Before working on the US current account, Chinese reserve accumulation and petrodollars, I spent most of my time thinking about financial crises in emerging economies.
In early 2004, I worked primarily on two projects.
- A paper on the political economy of Argentina's crisis for Oxford's Global Economic Governance Programme. The paper tries to explain why there never was a political consensus in Argentina to do anything other than find new sources of external financing to avoid default and hold on to the (quasi) currency board until Argentina has absolutely no other choice.
- And, as a visiting scholar at the IMF, I was one of many who worked to develop a template for assessing the national and sector balance sheets of key emerging economies. That work has been gathered together in an IMF occasional paper.
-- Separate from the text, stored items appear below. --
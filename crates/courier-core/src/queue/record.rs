//! Per-job bookkeeping inside the broker.
//!
//! Mutations go through the methods below so `state`, lease fields and
//! `updated_at` always change together:
//!
//! | method           | state after      | clears              |
//! |------------------|------------------|---------------------|
//! | `start_lease`    | `Leased`         | -                   |
//! | `extend_lease`   | unchanged        | -                   |
//! | `mark_acked`     | `Acked`          | lease expiry        |
//! | `mark_dead`      | `Dead`           | lease expiry        |
//! | `schedule_retry` | `RetryScheduled` | lease expiry        |
//! | `requeue`        | `Ready`          | expiry and run time |

use tokio::time::Instant;

use super::DeliveryState;
use crate::domain::JobId;

/// Broker metadata for one job.
///
/// Queue structures (ready / scheduled) hold `JobId`s only; every state
/// change happens here.
#[derive(Debug, Clone)]
pub struct DeliveryRecord {
    pub job_id: JobId,
    pub state: DeliveryState,

    /// Number of times the job has been leased, including the current lease.
    pub deliveries: u32,

    /// Identifies the current lease so a stale holder cannot ack a job that
    /// was already handed to someone else.
    pub lease_seq: u64,

    pub lease_expires_at: Option<Instant>,
    pub next_run_at: Option<Instant>,
    pub last_error: Option<String>,

    pub enqueued_at: Instant,
    pub updated_at: Instant,
}

impl DeliveryRecord {
    pub fn new(job_id: JobId) -> Self {
        let now = Instant::now();
        Self {
            job_id,
            state: DeliveryState::Ready,
            deliveries: 0,
            lease_seq: 0,
            lease_expires_at: None,
            next_run_at: None,
            last_error: None,
            enqueued_at: now,
            updated_at: now,
        }
    }

    pub fn start_lease(&mut self, seq: u64, expires_at: Instant) {
        self.state = DeliveryState::Leased;
        self.deliveries += 1;
        self.lease_seq = seq;
        self.lease_expires_at = Some(expires_at);
        self.updated_at = Instant::now();
    }

    /// Push the expiry of the current lease out to `expires_at`.
    pub fn extend_lease(&mut self, expires_at: Instant) {
        self.lease_expires_at = Some(expires_at);
        self.updated_at = Instant::now();
    }

    pub fn holds_lease(&self, seq: u64) -> bool {
        self.state == DeliveryState::Leased && self.lease_seq == seq
    }

    pub fn mark_acked(&mut self) {
        self.state = DeliveryState::Acked;
        self.lease_expires_at = None;
        self.updated_at = Instant::now();
    }

    pub fn mark_dead(&mut self, error: String) {
        self.state = DeliveryState::Dead;
        self.lease_expires_at = None;
        self.last_error = Some(error);
        self.updated_at = Instant::now();
    }

    pub fn schedule_retry(&mut self, next_run_at: Instant, error: String) {
        self.state = DeliveryState::RetryScheduled;
        self.lease_expires_at = None;
        self.next_run_at = Some(next_run_at);
        self.last_error = Some(error);
        self.updated_at = Instant::now();
    }

    /// Back to Ready, from RetryScheduled or an expired lease.
    pub fn requeue(&mut self) {
        self.state = DeliveryState::Ready;
        self.lease_expires_at = None;
        self.next_run_at = None;
        self.updated_at = Instant::now();
    }
}
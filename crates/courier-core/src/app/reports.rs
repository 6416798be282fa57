//! ReportService - read side for delivery reports.

use std::sync::Arc;

use crate::domain::{CourierError, JobId, ReportExport, ReportId, StoreError};
use crate::ports::ReportStore;

pub struct ReportService {
    reports: Arc<dyn ReportStore>,
}

impl ReportService {
    pub fn new(reports: Arc<dyn ReportStore>) -> Self {
        Self { reports }
    }

    /// Tabular export for the report of `job_id`.
    ///
    /// Only completed jobs have a report; anything else is `ReportNotFound`.
    pub async fn export(&self, job_id: JobId) -> Result<ReportExport, CourierError> {
        let report = self
            .reports
            .find_by_job_id(job_id)
            .await?
            .ok_or_else(|| StoreError::ReportNotFound(job_id.to_string()))?;
        Ok(ReportExport::from(&report))
    }

    pub async fn export_by_report(&self, report_id: ReportId) -> Result<ReportExport, CourierError> {
        let report = self
            .reports
            .find_by_id(report_id)
            .await?
            .ok_or_else(|| StoreError::ReportNotFound(report_id.to_string()))?;
        Ok(ReportExport::from(&report))
    }

    /// Resolve `key` as a report id first, then as a job id.
    pub async fn lookup(&self, key: &str) -> Result<ReportExport, CourierError> {
        let key = key.trim();

        if let Ok(report_id) = key.parse::<ReportId>()
            && let Some(report) = self.reports.find_by_id(report_id).await?
        {
            return Ok(ReportExport::from(&report));
        }
        if let Ok(job_id) = key.parse::<JobId>()
            && let Some(report) = self.reports.find_by_job_id(job_id).await?
        {
            return Ok(ReportExport::from(&report));
        }

        Err(StoreError::ReportNotFound(key.to_string()).into())
    }
}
I am proud of my contribution to the IMF's balance sheet project. I also remember when much of the Fund did not exactly embrace balance sheet analysis. The standard complaints: it took too much work, and it required too much data; it was not "mostly fiscal;" and it wasn't created here.
It did not really take off until some folks in the IMF's PDR division started to use some of the ideas we developed in their country work. See, for example, Christian Keller and Chris Lane's assessment of Turkey's balance sheet risks, which was published as part of another IMF occasional paper. Rough balance sheet analysis often did not take tons of data so much as using existing data differently. An example: take domestic bank deposits denominated in foreign currency and add in the banks external liabilities, and you generally have a pretty good estimate of the size of the banking system's fx balance sheet ...
The board applauded their work. People noticed. And so on. I just noticed that BNP updated the IMF's data in their Turkey analysis, which suggests that at least a few people in the markets also found the IMF's work useful.